* [Exercise details] Every entry that follows should be output again, word for word.

* [Source material]
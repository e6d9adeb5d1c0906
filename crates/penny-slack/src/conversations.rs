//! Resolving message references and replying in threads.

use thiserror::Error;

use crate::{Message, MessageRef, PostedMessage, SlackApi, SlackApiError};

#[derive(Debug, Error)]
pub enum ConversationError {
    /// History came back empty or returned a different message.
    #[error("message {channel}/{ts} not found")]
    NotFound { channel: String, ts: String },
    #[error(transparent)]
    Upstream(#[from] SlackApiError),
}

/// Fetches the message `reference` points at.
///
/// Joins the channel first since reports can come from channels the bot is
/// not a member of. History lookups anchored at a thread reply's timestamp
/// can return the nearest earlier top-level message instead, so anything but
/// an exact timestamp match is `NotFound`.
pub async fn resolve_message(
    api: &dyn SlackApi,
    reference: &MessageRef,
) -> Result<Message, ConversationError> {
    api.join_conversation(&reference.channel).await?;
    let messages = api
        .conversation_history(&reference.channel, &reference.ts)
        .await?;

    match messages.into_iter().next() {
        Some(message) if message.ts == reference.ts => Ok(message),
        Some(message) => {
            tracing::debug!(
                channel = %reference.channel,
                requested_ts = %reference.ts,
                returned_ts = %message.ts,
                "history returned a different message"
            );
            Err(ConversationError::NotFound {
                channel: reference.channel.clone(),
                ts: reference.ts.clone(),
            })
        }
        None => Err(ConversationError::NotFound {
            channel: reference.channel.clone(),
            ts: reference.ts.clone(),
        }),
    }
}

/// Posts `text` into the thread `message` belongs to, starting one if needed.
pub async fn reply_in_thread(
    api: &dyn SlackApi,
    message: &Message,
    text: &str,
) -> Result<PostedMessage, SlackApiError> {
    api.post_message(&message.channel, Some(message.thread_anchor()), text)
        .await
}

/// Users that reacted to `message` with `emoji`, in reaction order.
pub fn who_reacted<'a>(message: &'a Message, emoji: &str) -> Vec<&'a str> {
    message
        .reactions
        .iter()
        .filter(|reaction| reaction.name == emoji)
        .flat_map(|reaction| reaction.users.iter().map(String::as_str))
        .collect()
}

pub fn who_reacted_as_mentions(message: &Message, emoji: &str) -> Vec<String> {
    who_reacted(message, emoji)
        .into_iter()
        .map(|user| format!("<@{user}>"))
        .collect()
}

* [Reply]
repository e6d9adeb5d1c0906
filename crates/penny-slack/src/conversations.rs
//! Resolving message references and replying in threads.

use thiserror::Error;

use crate::{Message, MessageRef, PostedMessage, SlackApi, SlackApiError};

#[derive(Debug, Error)]
pub enum ConversationError {
    /// History came back empty or returned a different message.
    #[error("message {channel}/{ts} not found")]
    NotFound { channel: String, ts: String },
    #[error(transparent)]
    Upstream(#[from] SlackApiError),
}

/// Fetches the message `reference` points at.
///
/// Joins the channel first since reports can come from channels the bot is
/// not a member of. History lookups anchored at a thread reply's timestamp
/// can return the nearest earlier top-level message instead, so anything but
/// an exact timestamp match is `NotFound`.
pub async fn resolve_message(
    api: &dyn SlackApi,
    reference: &MessageRef,
) -> Result<Message, ConversationError> {
    api.join_conversation(&reference.channel).await?;
    let messages = api
        .conversation_history(&reference.channel, &reference.ts)
        .await?;

    match messages.into_iter().next() {
        Some(message) if message.ts == reference.ts => Ok(message),
        Some(message) => {
            tracing::debug!(
                channel = %reference.channel,
                requested_ts = %reference.ts,
                returned_ts = %message.ts,
                "history returned a different message"
            );
            Err(ConversationError::NotFound {
                channel: reference.channel.clone(),
                ts: reference.ts.clone(),
            })
        }
        None => Err(ConversationError::NotFound {
            channel: reference.channel.clone(),
            ts: reference.ts.clone(),
        }),
    }
}

/// Posts `text` into the thread `message` belongs to, starting one if needed.
pub async fn reply_in_thread(
    api: &dyn SlackApi,
    message: &Message,
    text: &str,
) -> Result<PostedMessage, SlackApiError> {
    api.post_message(&message.channel, Some(message.thread_anchor()), text)
        .await
}

/// Users that reacted to `message` with `emoji`, in reaction order.
pub fn who_reacted<'a>(message: &'a Message, emoji: &str) -> Vec<&'a str> {
    message
        .reactions
        .iter()
        .filter(|reaction| reaction.name == emoji)
        .flat_map(|reaction| reaction.users.iter().map(String::as_str))
        .collect()
}

pub fn who_reacted_as_mentions(message: &Message, emoji: &str) -> Vec<String> {
    who_reacted(message, emoji)
        .into_iter()
        .map(|user| format!("<@{user}>"))
        .collect()
}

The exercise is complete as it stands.